Saved data entries
┏━━

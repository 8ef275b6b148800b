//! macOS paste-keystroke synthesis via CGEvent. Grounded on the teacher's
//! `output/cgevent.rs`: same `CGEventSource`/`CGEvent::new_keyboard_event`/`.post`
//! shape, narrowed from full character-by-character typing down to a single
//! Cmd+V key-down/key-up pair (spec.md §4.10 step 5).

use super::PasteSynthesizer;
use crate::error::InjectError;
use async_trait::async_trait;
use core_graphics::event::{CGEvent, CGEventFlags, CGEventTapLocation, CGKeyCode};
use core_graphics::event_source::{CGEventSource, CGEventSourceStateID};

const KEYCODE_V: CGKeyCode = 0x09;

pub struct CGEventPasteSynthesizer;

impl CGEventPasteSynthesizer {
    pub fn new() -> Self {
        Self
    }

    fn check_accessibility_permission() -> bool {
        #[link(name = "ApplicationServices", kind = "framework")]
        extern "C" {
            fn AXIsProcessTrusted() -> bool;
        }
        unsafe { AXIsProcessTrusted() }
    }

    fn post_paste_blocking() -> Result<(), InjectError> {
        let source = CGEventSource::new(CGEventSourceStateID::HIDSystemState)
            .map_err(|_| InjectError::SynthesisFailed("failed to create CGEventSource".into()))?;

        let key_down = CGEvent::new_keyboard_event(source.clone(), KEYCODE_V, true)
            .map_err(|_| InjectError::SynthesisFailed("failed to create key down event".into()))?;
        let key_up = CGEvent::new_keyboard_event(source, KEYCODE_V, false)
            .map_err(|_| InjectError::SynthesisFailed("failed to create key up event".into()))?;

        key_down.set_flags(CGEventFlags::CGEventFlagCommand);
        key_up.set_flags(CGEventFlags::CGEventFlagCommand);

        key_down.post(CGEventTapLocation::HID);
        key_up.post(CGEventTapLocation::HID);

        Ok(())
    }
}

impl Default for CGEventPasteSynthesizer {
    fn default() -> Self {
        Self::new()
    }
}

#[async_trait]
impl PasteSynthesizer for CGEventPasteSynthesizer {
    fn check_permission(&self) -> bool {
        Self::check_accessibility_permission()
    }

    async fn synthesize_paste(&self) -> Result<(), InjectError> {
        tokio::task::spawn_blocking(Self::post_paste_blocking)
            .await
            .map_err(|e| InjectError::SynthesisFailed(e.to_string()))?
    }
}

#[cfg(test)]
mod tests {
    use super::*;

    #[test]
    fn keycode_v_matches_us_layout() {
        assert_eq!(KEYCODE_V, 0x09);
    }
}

┗━━

Task to carry out: Would you please filter the lines above and copy every one that includes "CGEventPasteSynthesizer"?

Expected answer:
pub struct CGEventPasteSynthesizer;
impl CGEventPasteSynthesizer {
impl Default for CGEventPasteSynthesizer {
impl PasteSynthesizer for CGEventPasteSynthesizer {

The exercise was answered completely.